» Brief
With the string "defmt" as the filter, copy each matching line from the records.

Top of Data excerpts

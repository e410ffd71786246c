//! Async driver for the DAC8564 quad 16-bit SPI DAC, plus the per-channel
//! pitch calibration banks of the Quartet CV reference generator.
//!
//! # Architecture
//!
//! The crate is split into three layers:
//!
//! - **`driver`** (crate-private) — Low-level DAC8564 frame encoding and
//!   SPI transfers.
//! - **[`QuadDac`]** (public) — Validated, high-level API for writing
//!   output codes.
//! - **[`CalibratedDac`]** (public) — The calibration banks (factory and
//!   learned per-octave anchors, live-table selector, semitone
//!   interpolation) layered over the converter, with the latched write
//!   interface the control tick drives.
//!
//! # Quick start
//!
//! ```ignore
//! use dac_driver::CalibratedDac;
//!
//! // Construct with any `embedded-hal-async` SPI device
//! let mut dac = CalibratedDac::new(spi);
//!
//! // Control tick: latch codes, then flush once per tick
//! dac.latch_pitch(0, 4, 7);
//! dac.flush().await?;
//! ```
//!
//! # Features
//!
//! - **`defmt`** — Enable [`defmt::Format`] implementations on error types
//!   for embedded logging.

#![cfg_attr(not(test), no_std)]

pub use calibration::{CalibratedDac, CalibrationBank, ChannelCalibration, DEFAULT_OCTAVE_CODES};
pub use dac::QuadDac;
pub use error::DacError;

mod calibration;
mod commands;
mod dac;
mod driver;
mod error;
//! Periodic display update loop.
//!
//! Reads the shared [`StatusFrame`] snapshot the control tick publishes,
//! and redraws the panel whenever it changes. The snapshot mutex is held
//! only for the copy-out — never across rendering or the I2C flush.

use embassy_sync::blocking_mutex::raw::CriticalSectionRawMutex;
use embassy_sync::mutex::Mutex;
use embedded_hal_async::i2c::I2c;

use quartet::autotune::StatusFrame;

use crate::driver::OledDriver;
use crate::layout::{render_status, DisplayConfig};

/// Display update loop.
///
/// A plain `async fn`, not an Embassy `#[task]` — tasks cannot be
/// generic, so the firmware wraps this in a thin concrete adapter.
///
/// # Control flow
///
/// 1. Initialise the panel; on failure log and exit (the module keeps
///    running without a screen).
/// 2. Loop at `config.update_frequency_hz`:
///    - copy the status frame out of the mutex,
///    - skip the cycle if it matches the previous frame,
///    - clear, render, flush.
pub async fn display_update_task<I2C>(
    mut driver: OledDriver<I2C>,
    status: &'static Mutex<CriticalSectionRawMutex, StatusFrame>,
    config: DisplayConfig,
) where
    I2C: I2c,
{
    if let Err(_e) = driver.init().await {
        #[cfg(feature = "defmt")]
        defmt::error!("OLED init failed: {}", _e);
        return;
    }

    #[cfg(feature = "defmt")]
    defmt::info!("OLED initialised");

    let period = embassy_time::Duration::from_millis(config.update_period_ms());
    let mut last_frame: Option<StatusFrame> = None;

    loop {
        embassy_time::Timer::after(period).await;

        let frame = *status.lock().await;

        if last_frame == Some(frame) {
            continue;
        }

        driver.clear_buffer();
        if let Some(display) = driver.draw_target() {
            if let Err(_e) = render_status(display, &frame, &config) {
                #[cfg(feature = "defmt")]
                defmt::error!("render failed");
                continue;
            }
        } else {
            // Cannot happen after a successful init(), but guard anyway.
            continue;
        }

        if let Err(_e) = driver.flush().await {
            #[cfg(feature = "defmt")]
            defmt::error!("flush failed: {}", _e);
            continue;
        }

        last_frame = Some(frame);
    }
}
//! Auto-calibration engine for the Quartet four-channel CV reference
//! generator.
//!
//! This crate contains the pure control logic of the module: the per-channel
//! autotuner state machine that drives a DAC channel, measures the frequency
//! of the connected VCO, and learns the per-octave DAC corrections required
//! for exact musical octaves. Hardware access goes through the
//! [`DacInterface`](autotune::DacInterface) and
//! [`FrequencyMeter`](autotune::FrequencyMeter) traits, so the whole engine
//! builds and tests on the host.
//!
//! # `no_std` Compatibility
//!
//! No heap allocation anywhere. All storage is fixed-size arrays sized by
//! the constants in [`autotune`]. The optional `defmt` feature enables
//! structured logging for embedded targets.

#![cfg_attr(not(test), no_std)]

pub mod autotune;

Bottom of Data excerpts

» Exercise answer
//! - **`defmt`** — Enable [`defmt::Format`] implementations on error types
        #[cfg(feature = "defmt")]
        defmt::error!("OLED init failed: {}", _e);
    #[cfg(feature = "defmt")]
    defmt::info!("OLED initialised");
                #[cfg(feature = "defmt")]
                defmt::error!("render failed");
            #[cfg(feature = "defmt")]
            defmt::error!("flush failed: {}", _e);
//! the constants in [`autotune`]. The optional `defmt` feature enables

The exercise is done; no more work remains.